Vaginitis. An infection or change in the normal balance of vaginal yeast and bacteria can cause inflammation of the vagina (vaginitis). Symptoms include vaginal discharge, odor, itching and pain. Common types of vaginitis include bacterial vaginosis, yeast infections and trichomoniasis.
Pelvic floor relaxation. If the supporting ligaments and connective tissues that hold the uterus and the vaginal walls in place become weak, the uterus, bladder, rectum or the vaginal walls might slip down (prolapse). This might cause urine leakage during coughing and sneezing or a bulge in the vagina.
Other rare conditions. Vaginal cysts can cause pain during sex or make it difficult to insert a tampon. Vaginal cancer which might first appear as vaginal bleeding after menopause or sex also is a rare possibility.
|Re: Reasons Your Vagina Smells A Little..off (women Health) by samueld56(m): 8:04pm On Jan 25, 2020|
What are signs or symptoms of vaginal problems?
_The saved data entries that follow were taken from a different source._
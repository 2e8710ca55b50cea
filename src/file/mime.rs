// image-downloader-core - download-and-persist engine for mobile hosts
// Copyright (C) 2025 Henning Berge
//
// This program is free software: you can redistribute it and/or modify
// it under the terms of the GNU General Public License as published by
// the Free Software Foundation, either version 3 of the License, or
// (at your option) any later version.
//
// This program is distributed in the hope that it will be useful,
// but WITHOUT ANY WARRANTY; without even the implied warranty of
// MERCHANTABILITY or FITNESS FOR A PARTICULAR PURPOSE. See the
// GNU General Public License for more details.
//
// You should have received a copy of the GNU General Public License
// along with this program. If not, see <https://www.gnu.org/licenses/>.


//! MIME type detection
//!
//! - [`sniff_mime_type`] looks at the leading bytes of a file
//! - [`extension_for_mime`] / [`mime_for_extension`] map between MIME types
//!   and file extensions

use crate::error::Result;
use std::path::Path;
use tokio::io::AsyncReadExt;

/// Bytes read from the head of a file for sniffing
pub const SNIFF_LEN: usize = 64;

/// (MIME type, extension); the first entry for a MIME type is its preferred extension
const EXTENSIONS: &[(&str, &str)] = &[
    ("image/jpeg", "jpg"),
    ("image/jpeg", "jpeg"),
    ("image/png", "png"),
    ("image/gif", "gif"),
    ("image/bmp", "bmp"),
    ("image/x-ms-bmp", "bmp"),
    ("image/webp", "webp"),
    ("image/tiff", "tiff"),
    ("image/tiff", "tif"),
    ("image/heif", "heif"),
    ("image/heic", "heic"),
    ("image/svg+xml", "svg"),
    ("video/mp4", "mp4"),
    ("video/quicktime", "mov"),
    ("video/webm", "webm"),
    ("video/x-matroska", "mkv"),
    ("video/3gpp", "3gp"),
    ("audio/mpeg", "mp3"),
    ("audio/x-wav", "wav"),
    ("text/html", "html"),
    ("application/xml", "xml"),
];

/// Guess a MIME type from leading bytes
pub fn sniff_mime_type(bytes: &[u8]) -> Option<&'static str> {
    if bytes.starts_with(&[0xFF, 0xD8, 0xFF]) {
        return Some("image/jpeg");
    }
    if bytes.starts_with(b"\x89PNG\r\n\x1a\n") {
        return Some("image/png");
    }
    if bytes.starts_with(b"GIF87a") || bytes.starts_with(b"GIF89a") {
        return Some("image/gif");
    }
    if bytes.starts_with(b"BM") && bytes.len() >= 14 {
        return Some("image/bmp");
    }
    if bytes.starts_with(b"II*\0") || bytes.starts_with(b"MM\0*") {
        return Some("image/tiff");
    }

    if bytes.len() >= 12 && &bytes[0..4] == b"RIFF" {
        match &bytes[8..12] {
            b"WEBP" => return Some("image/webp"),
            b"WAVE" => return Some("audio/x-wav"),
            _ => {}
        }
    }

    // ISO base media: size(4) "ftyp" brand(4)
    if bytes.len() >= 12 && &bytes[4..8] == b"ftyp" {
        return Some(match &bytes[8..12] {
            b"qt  " => "video/quicktime",
            b"heic" | b"heix" => "image/heic",
            b"mif1" | b"msf1" => "image/heif",
            b"3gp4" | b"3gp5" | b"3g2a" => "video/3gpp",
            _ => "video/mp4",
        });
    }

    if bytes.starts_with(&[0x1A, 0x45, 0xDF, 0xA3]) {
        let head = String::from_utf8_lossy(bytes);
        return Some(if head.contains("webm") {
            "video/webm"
        } else {
            "video/x-matroska"
        });
    }

    if bytes.starts_with(b"ID3") {
        return Some("audio/mpeg");
    }

    sniff_markup(bytes)
}

fn sniff_markup(bytes: &[u8]) -> Option<&'static str> {
    let text = String::from_utf8_lossy(bytes);
    let text = text.trim_start_matches('\u{feff}').trim_start();
    let lower = text.to_ascii_lowercase();

    if lower.starts_with("<?xml") {
        return Some(if lower.contains("<svg") {
            "image/svg+xml"
        } else {
            "application/xml"
        });
    }
    if lower.starts_with("<svg") {
        return Some("image/svg+xml");
    }
    if lower.starts_with("<!doctype html") || lower.starts_with("<html") {
        return Some("text/html");
    }
    None
}

/// Sniff the head of a file
pub async fn sniff_file(path: &Path) -> Result<Option<&'static str>> {
    let mut file = tokio::fs::File::open(path).await?;
    let mut head = vec![0u8; SNIFF_LEN];
    let mut filled = 0;

    while filled < SNIFF_LEN {
        let n = file.read(&mut head[filled..]).await?;
        if n == 0 {
            break;
        }
        filled += n;
    }

    Ok(sniff_mime_type(&head[..filled]))
}

/// Preferred extension for a MIME type
pub fn extension_for_mime(mime_type: &str) -> Option<&'static str> {
    let mime_type = mime_type.split(';').next().unwrap_or("").trim();
    EXTENSIONS
        .iter()
        .find(|(mime, _)| mime.eq_ignore_ascii_case(mime_type))
        .map(|(_, ext)| *ext)
}

/// MIME type for a file extension
pub fn mime_for_extension(extension: &str) -> Option<&'static str> {
    EXTENSIONS
        .iter()
        .find(|(_, ext)| ext.eq_ignore_ascii_case(extension))
        .map(|(mime, _)| *mime)
}

/// MIME type for a path, from its extension
pub fn mime_for_path(path: &Path) -> Option<&'static str> {
    path.extension()
        .and_then(|ext| ext.to_str())
        .and_then(mime_for_extension)
}

#[cfg(test)]
mod tests {
    use super::*;
    use tempfile::TempDir;

    #[test]
    fn test_sniff_images() {
        assert_eq!(sniff_mime_type(&[0xFF, 0xD8, 0xFF, 0xE0, 0, 0x10]), Some("image/jpeg"));
        assert_eq!(sniff_mime_type(b"\x89PNG\r\n\x1a\n\0\0\0\rIHDR"), Some("image/png"));
        assert_eq!(sniff_mime_type(b"GIF89a\x01\0\x01\0"), Some("image/gif"));
        assert_eq!(sniff_mime_type(b"RIFF\x24\0\0\0WEBPVP8 "), Some("image/webp"));
    }

    #[test]
    fn test_sniff_video() {
        assert_eq!(sniff_mime_type(b"\0\0\0\x20ftypisom\0\0\x02\0"), Some("video/mp4"));
        assert_eq!(sniff_mime_type(b"\0\0\0\x14ftypqt  \0\0\0\0"), Some("video/quicktime"));
        assert_eq!(
            sniff_mime_type(b"\x1a\x45\xdf\xa3\x9f\x42\x86\x81\x01\x42\x82\x84webm"),
            Some("video/webm")
        );
    }

    #[test]
    fn test_sniff_markup_and_unknown() {
        assert_eq!(sniff_mime_type(b"  <!DOCTYPE html><html>"), Some("text/html"));
        assert_eq!(sniff_mime_type(b"<?xml version=\"1.0\"?><svg"), Some("image/svg+xml"));
        assert_eq!(sniff_mime_type(b"plain text"), None);
        assert_eq!(sniff_mime_type(&[]), None);
    }

    #[test]
    fn test_extension_mapping() {
        assert_eq!(extension_for_mime("image/jpeg"), Some("jpg"));
        assert_eq!(extension_for_mime("video/mp4; codecs=avc1"), Some("mp4"));
        assert_eq!(extension_for_mime("application/x-unknown"), None);
        assert_eq!(mime_for_extension("JPEG"), Some("image/jpeg"));
        assert_eq!(mime_for_path(Path::new("/a/clip.mov")), Some("video/quicktime"));
        assert_eq!(mime_for_path(Path::new("/a/noext")), None);
    }

    #[tokio::test]
    async fn test_sniff_short_file() {
        let temp_dir = TempDir::new().unwrap();
        let path = temp_dir.path().join("tiny");
        std::fs::write(&path, b"GIF87a").unwrap();

        assert_eq!(sniff_file(&path).await.unwrap(), Some("image/gif"));
    }
}
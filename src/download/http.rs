// image-downloader-core - download-and-persist engine for mobile hosts
// Copyright (C) 2025 Henning Berge
//
// This program is free software: you can redistribute it and/or modify
// it under the terms of the GNU General Public License as published by
// the Free Software Foundation, either version 3 of the License, or
// (at your option) any later version.
//
// This program is distributed in the hope that it will be useful,
// but WITHOUT ANY WARRANTY; without even the implied warranty of
// MERCHANTABILITY or FITNESS FOR A PARTICULAR PURPOSE. See the
// GNU General Public License for more details.
//
// You should have received a copy of the GNU General Public License
// along with this program. If not, see <https://www.gnu.org/licenses/>.


//! HTTP transfer engine
//!
//! Stands in for the platform download manager on desktop hosts and in the
//! CLI. Each enqueued task runs in its own worker which streams the body to
//! the destination and pushes statuses as it goes.
//!
//! # Status sequence
//! - `Pending` as soon as the worker starts
//! - `Running` on the first chunk, then at most once per progress interval
//! - `Successful` or `Failed` exactly once at the end
//!
//! A cancelled worker removes its partial file and closes the stream without
//! a terminal status.

use crate::download::engine::{
    RawStatus, StatusReceiver, TransferEngine, TransferId, TransferTask, ERROR_FILE_ERROR,
    ERROR_HTTP_DATA_ERROR, ERROR_TOO_MANY_REDIRECTS, ERROR_UNKNOWN,
};
use crate::error::{DownloaderError, Result};
use async_trait::async_trait;
use futures_util::StreamExt;
use std::collections::HashMap;
use std::sync::Arc;
use std::time::Duration;
use tokio::fs;
use tokio::io::AsyncWriteExt;
use tokio::sync::{mpsc, oneshot, RwLock};
use tokio::task::JoinHandle;
use uuid::Uuid;

/// Active transfer handle
struct ActiveTransfer {
    handle: JoinHandle<()>,
    cancel_tx: oneshot::Sender<()>,
    /// Taken by the first subscriber
    status_rx: Option<StatusReceiver>,
}

type TransferMap = Arc<RwLock<HashMap<TransferId, ActiveTransfer>>>;

/// Streaming reqwest engine
pub struct HttpTransferEngine {
    client: reqwest::Client,
    progress_interval: Duration,
    transfers: TransferMap,
}

impl HttpTransferEngine {
    pub fn new(progress_interval: Duration) -> Self {
        Self::with_client(reqwest::Client::new(), progress_interval)
    }

    pub fn with_client(client: reqwest::Client, progress_interval: Duration) -> Self {
        Self {
            client,
            progress_interval,
            transfers: Arc::new(RwLock::new(HashMap::new())),
        }
    }

    /// Number of transfers still tracked
    pub async fn tracked_count(&self) -> usize {
        self.transfers.read().await.len()
    }
}

#[async_trait]
impl TransferEngine for HttpTransferEngine {
    async fn enqueue(&self, task: TransferTask) -> Result<TransferId> {
        let id = TransferId::new(Uuid::new_v4().to_string());
        let (status_tx, status_rx) = mpsc::unbounded_channel();
        let (cancel_tx, cancel_rx) = oneshot::channel();

        log::info!("Enqueuing transfer {} for {}", id, task.url);

        // Hold the write lock until the entry exists so a fast worker
        // cannot try to remove itself first
        let mut transfers = self.transfers.write().await;

        let handle = {
            let client = self.client.clone();
            let interval = self.progress_interval;
            let transfers = Arc::clone(&self.transfers);
            let id = id.clone();

            tokio::spawn(async move {
                run_transfer(client, task, interval, status_tx, cancel_rx).await;
                release_finished(&transfers, &id).await;
            })
        };

        transfers.insert(
            id.clone(),
            ActiveTransfer {
                handle,
                cancel_tx,
                status_rx: Some(status_rx),
            },
        );

        Ok(id)
    }

    async fn subscribe(&self, id: &TransferId) -> Result<StatusReceiver> {
        let mut transfers = self.transfers.write().await;
        let transfer = transfers.get_mut(id).ok_or_else(|| {
            DownloaderError::InvalidState(format!("Unknown transfer: {}", id))
        })?;

        let status_rx = transfer.status_rx.take().ok_or_else(|| {
            DownloaderError::InvalidState(format!("Transfer {} already has a subscriber", id))
        })?;

        if transfer.handle.is_finished() {
            transfers.remove(id);
        }

        Ok(status_rx)
    }

    async fn cancel(&self, id: &TransferId) -> Result<()> {
        let transfer = self.transfers.write().await.remove(id);

        match transfer {
            Some(transfer) => {
                log::info!("Cancelling transfer {}", id);
                let _ = transfer.cancel_tx.send(());
                // Wait for the worker so the partial file is gone on return
                let _ = transfer.handle.await;
                Ok(())
            }
            None => {
                log::debug!("Cancel for finished or unknown transfer {}", id);
                Ok(())
            }
        }
    }
}

/// Drop the entry of a finished worker once nobody can subscribe to it anymore
async fn release_finished(transfers: &TransferMap, id: &TransferId) {
    let mut transfers = transfers.write().await;
    if matches!(transfers.get(id), Some(transfer) if transfer.status_rx.is_none()) {
        transfers.remove(id);
    }
}

/// Worker body: fetch, or clean up after a cancel
async fn run_transfer(
    client: reqwest::Client,
    task: TransferTask,
    interval: Duration,
    status_tx: mpsc::UnboundedSender<RawStatus>,
    mut cancel_rx: oneshot::Receiver<()>,
) {
    let _ = status_tx.send(RawStatus::pending());

    tokio::select! {
        biased;
        _ = &mut cancel_rx => {
            if let Err(e) = fs::remove_file(&task.destination).await {
                if e.kind() != std::io::ErrorKind::NotFound {
                    log::warn!("Failed to remove partial file {:?}: {}", task.destination, e);
                }
            }
            log::debug!("Transfer of {} cancelled", task.url);
        }
        result = fetch(&client, &task, interval, &status_tx) => {
            let status = match result {
                Ok(total) => {
                    log::info!("Transfer of {} finished ({} bytes)", task.url, total);
                    RawStatus::successful(total)
                }
                Err(e) => {
                    log::warn!("Transfer of {} failed: {}", task.url, e);
                    failure_status(&e)
                }
            };
            let _ = status_tx.send(status);
        }
    }
}

/// Stream the body to the destination; returns the byte count
async fn fetch(
    client: &reqwest::Client,
    task: &TransferTask,
    interval: Duration,
    status_tx: &mpsc::UnboundedSender<RawStatus>,
) -> Result<u64> {
    let mut request = client.get(task.url.clone());
    for (key, value) in &task.headers {
        request = request.header(key.as_str(), value.as_str());
    }

    let response = request.send().await?;
    let status = response.status();
    if !status.is_success() {
        return Err(DownloaderError::transfer_failed(
            format!("HTTP {}", status),
            Some(status.as_u16() as i32),
        ));
    }

    let total = response.content_length();

    if let Some(parent) = task.destination.parent() {
        fs::create_dir_all(parent).await?;
    }
    let mut file = fs::File::create(&task.destination).await?;

    let mut stream = response.bytes_stream();
    let mut bytes_so_far: u64 = 0;
    let mut last_update: Option<tokio::time::Instant> = None;

    while let Some(chunk) = stream.next().await {
        let chunk = chunk?;
        file.write_all(&chunk).await?;
        bytes_so_far += chunk.len() as u64;

        let due = last_update.map_or(true, |at| at.elapsed() >= interval);
        if due {
            let _ = status_tx.send(RawStatus::running(bytes_so_far, total));
            last_update = Some(tokio::time::Instant::now());
        }
    }

    file.flush().await?;
    Ok(bytes_so_far)
}

/// Translate a worker error into a Failed status with a platform reason code
fn failure_status(err: &DownloaderError) -> RawStatus {
    let reason = match err {
        DownloaderError::TransferFailed { code: Some(code), .. } => *code,
        DownloaderError::IoError(_) => ERROR_FILE_ERROR,
        DownloaderError::ReqwestError(e) if e.is_redirect() => ERROR_TOO_MANY_REDIRECTS,
        DownloaderError::ReqwestError(e) if e.is_body() || e.is_decode() => ERROR_HTTP_DATA_ERROR,
        _ => ERROR_UNKNOWN,
    };
    let message = match err {
        DownloaderError::TransferFailed { reason, .. } => reason.clone(),
        other => other.to_string(),
    };
    RawStatus::failed(reason, Some(message))
}
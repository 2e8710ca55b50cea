// image-downloader-core - download-and-persist engine for mobile hosts
// Copyright (C) 2025 Henning Berge
//
// This program is free software: you can redistribute it and/or modify
// it under the terms of the GNU General Public License as published by
// the Free Software Foundation, either version 3 of the License, or
// (at your option) any later version.
//
// This program is distributed in the hope that it will be useful,
// but WITHOUT ANY WARRANTY; without even the implied warranty of
// MERCHANTABILITY or FITNESS FOR A PARTICULAR PURPOSE. See the
// GNU General Public License for more details.
//
// You should have received a copy of the GNU General Public License
// along with this program. If not, see <https://www.gnu.org/licenses/>.


//! Query façade behind the `find*` methods
//!
//! Resolves an id to one field of its record. Queries are read-only, so
//! repeating one returns the same value.

use crate::error::{DownloaderError, Result};
use crate::request::Visibility;
use crate::storage::{FieldValue, Indexes, RecordField};

pub struct QueryFacade {
    indexes: Indexes,
}

impl QueryFacade {
    pub fn new(indexes: Indexes) -> Self {
        Self { indexes }
    }

    /// Project one field of the record `id` resolves to
    pub async fn find_field(
        &self,
        id: Option<&str>,
        visibility: Visibility,
        is_video: Option<bool>,
        field: RecordField,
    ) -> Result<Option<FieldValue>> {
        let id = id.ok_or_else(|| DownloaderError::required("id"))?;

        let record = self.indexes.select(visibility).find(id, is_video).await?;
        if record.is_none() {
            log::debug!("No {:?} record for id {}", visibility, id);
        }

        Ok(record.map(|record| field.project(&record)))
    }

    pub async fn find_path(
        &self,
        id: Option<&str>,
        visibility: Visibility,
        is_video: Option<bool>,
    ) -> Result<Option<String>> {
        self.find_text(id, visibility, is_video, RecordField::Path).await
    }

    pub async fn find_name(
        &self,
        id: Option<&str>,
        visibility: Visibility,
        is_video: Option<bool>,
    ) -> Result<Option<String>> {
        self.find_text(id, visibility, is_video, RecordField::DisplayName)
            .await
    }

    pub async fn find_mime_type(
        &self,
        id: Option<&str>,
        visibility: Visibility,
        is_video: Option<bool>,
    ) -> Result<Option<String>> {
        self.find_text(id, visibility, is_video, RecordField::MimeType)
            .await
    }

    pub async fn find_byte_size(
        &self,
        id: Option<&str>,
        visibility: Visibility,
        is_video: Option<bool>,
    ) -> Result<Option<i64>> {
        let value = self
            .find_field(id, visibility, is_video, RecordField::ByteSize)
            .await?;
        Ok(value.and_then(|v| v.as_integer()))
    }

    async fn find_text(
        &self,
        id: Option<&str>,
        visibility: Visibility,
        is_video: Option<bool>,
        field: RecordField,
    ) -> Result<Option<String>> {
        let value = self.find_field(id, visibility, is_video, field).await?;
        Ok(value.and_then(|v| v.as_text().map(str::to_string)))
    }
}
// image-downloader-core - download-and-persist engine for mobile hosts
// Copyright (C) 2025 Henning Berge
//
// This program is free software: you can redistribute it and/or modify
// it under the terms of the GNU General Public License as published by
// the Free Software Foundation, either version 3 of the License, or
// (at your option) any later version.
//
// This program is distributed in the hope that it will be useful,
// but WITHOUT ANY WARRANTY; without even the implied warranty of
// MERCHANTABILITY or FITNESS FOR A PARTICULAR PURPOSE. See the
// GNU General Public License for more details.
//
// You should have received a copy of the GNU General Public License
// along with this program. If not, see <https://www.gnu.org/licenses/>.


//! Storage-write permission gate
//!
//! The gate is the only place that talks to the host's permission dialog.
//! A request that needs the dialog parks on a oneshot channel until the host
//! reports the result through [`PermissionGate::on_permission_result`].
//!
//! # Rules
//! - Private downloads never need the permission
//! - Platforms where the capability is implicit never need it
//! - At most one request is pending; a newer request replaces it and the
//!   older waiter resolves with [`DownloaderError::Superseded`]
//! - Results arriving while detached, or for another request code, are ignored

use crate::error::{DownloaderError, Result};
use crate::platform::CapabilityProvider;
use crate::request::Visibility;
use std::sync::{Arc, Mutex};
use tokio::sync::oneshot;

/// Request code used for the storage-write prompt
pub const STORAGE_PERMISSION_REQUEST_CODE: i32 = 2;

/// Outcome of a permission request
#[derive(Debug, Clone, Copy, PartialEq, Eq)]
pub enum PermissionOutcome {
    Granted,
    Denied,
}

/// Host side of the permission dialog
pub trait PermissionAuthority: Send + Sync {
    /// Whether the write permission is already held
    fn already_granted(&self) -> bool;

    /// Show the prompt; the answer comes back through the gate
    fn request_write_permission(&self, request_code: i32) -> Result<()>;
}

/// Authority whose answer is fixed up front (desktop hosts, tests)
#[derive(Debug, Clone, Copy)]
pub struct StaticAuthority {
    granted: bool,
}

impl StaticAuthority {
    pub fn granting() -> Self {
        Self { granted: true }
    }

    pub fn denying() -> Self {
        Self { granted: false }
    }
}

impl PermissionAuthority for StaticAuthority {
    fn already_granted(&self) -> bool {
        self.granted
    }

    fn request_write_permission(&self, _request_code: i32) -> Result<()> {
        Err(DownloaderError::InvalidState(
            "static authority cannot prompt".to_string(),
        ))
    }
}

#[derive(Default)]
struct GateState {
    authority: Option<Arc<dyn PermissionAuthority>>,
    pending: Option<oneshot::Sender<PermissionOutcome>>,
}

/// One-shot gate in front of the storage-write permission
pub struct PermissionGate {
    capabilities: Arc<dyn CapabilityProvider>,
    state: Mutex<GateState>,
}

impl PermissionGate {
    pub fn new(capabilities: Arc<dyn CapabilityProvider>) -> Self {
        Self {
            capabilities,
            state: Mutex::new(GateState::default()),
        }
    }

    /// Register as the result listener of a host activity
    pub fn attach(&self, authority: Arc<dyn PermissionAuthority>) {
        let mut state = self.lock();
        state.authority = Some(authority);
    }

    /// Unregister; a pending request is abandoned. Safe to call repeatedly.
    pub fn detach(&self) {
        let mut state = self.lock();
        if state.pending.take().is_some() {
            log::debug!("Dropping pending permission request on detach");
        }
        state.authority = None;
    }

    pub fn is_attached(&self) -> bool {
        self.lock().authority.is_some()
    }

    pub fn has_pending(&self) -> bool {
        self.lock().pending.is_some()
    }

    /// Resolve once the download may write to its target
    pub async fn request_if_needed(&self, visibility: Visibility) -> Result<PermissionOutcome> {
        if visibility == Visibility::Private {
            return Ok(PermissionOutcome::Granted);
        }

        if self.capabilities.write_permission_implicit() {
            return Ok(PermissionOutcome::Granted);
        }

        let (authority, rx) = {
            let mut state = self.lock();
            let authority = state.authority.clone().ok_or_else(|| {
                DownloaderError::InvalidState("not attached to a host activity".to_string())
            })?;

            if authority.already_granted() {
                return Ok(PermissionOutcome::Granted);
            }

            let (tx, rx) = oneshot::channel();
            if state.pending.replace(tx).is_some() {
                log::debug!("Replacing pending permission request");
            }
            (authority, rx)
        };

        if let Err(e) = authority.request_write_permission(STORAGE_PERMISSION_REQUEST_CODE) {
            self.lock().pending = None;
            return Err(e);
        }

        rx.await.map_err(|_| DownloaderError::Superseded)
    }

    /// Deliver the host's answer; returns whether the result was consumed
    pub fn on_permission_result(&self, request_code: i32, granted: bool) -> bool {
        if request_code != STORAGE_PERMISSION_REQUEST_CODE {
            return false;
        }

        let pending = {
            let mut state = self.lock();
            if state.authority.is_none() {
                return false;
            }
            state.pending.take()
        };

        match pending {
            Some(tx) => {
                let outcome = if granted {
                    PermissionOutcome::Granted
                } else {
                    PermissionOutcome::Denied
                };
                log::debug!("Permission result: {:?}", outcome);
                let _ = tx.send(outcome);
                true
            }
            None => false,
        }
    }

    fn lock(&self) -> std::sync::MutexGuard<'_, GateState> {
        // The state holds no invariants a panic could break
        self.state.lock().unwrap_or_else(|poisoned| poisoned.into_inner())
    }
}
Seek for help if you notice:
A change in the color, odor or amount of vaginal discharge
Vaginal redness or itching
Vaginal bleeding between periods, after sex or after menopause
A mass or bulge in your vagina
Pain during intercourse
You might not need to see your doctor every time you have vaginal irritation and discharge, particularly if you've been diagnosed with a vaginal yeast infection in the past and you're experiencing similar signs and symptoms.
However, if you choose to use an over-the-counter medication and your symptoms don't go away, get help.
Sam Health Wise
|Re: Reasons Your Vagina Smells A Little..off (women Health) by samueld56(m): 12:05pm On Jan 26, 2020|
What can I do to keep my vagina healthy?
You can take steps to protect your vaginal health and overall health. For example:
Be sexually responsible. Use condoms or maintain a mutually monogamous relationship with a partner who's free of sexually transmitted infections. If you use intimacy gadgets, clean them after every use.
Get vaccinated. Vaccinations can protect you from HPV, the virus associated with cervical cancer, as well as hepatitis B a serious liver infection that can spread through sexual contact.
Do Kegel exercises. Kegel exercises can help tone your pelvic floor muscles if you have prolapse, leaking of urine or weakness of the pelvic floor.
Know your medications. Discuss medication use and possible vaginal side effects with your doctor.
Limit the amount of alcohol you drink and don't smoke. Chronic alcohol abuse can impair sexual function. Nicotine might inhibit sexual arousal. Substance abuse might also cause poor physical and mental health, which can affect sexual function.
While not all vaginal problems can be prevented, regular checkups can help ensure that problems affecting your vagina are diagnosed as soon as possible.
Don't let embarrassment prevent you from seeking help any concerns you might have about your vaginal health.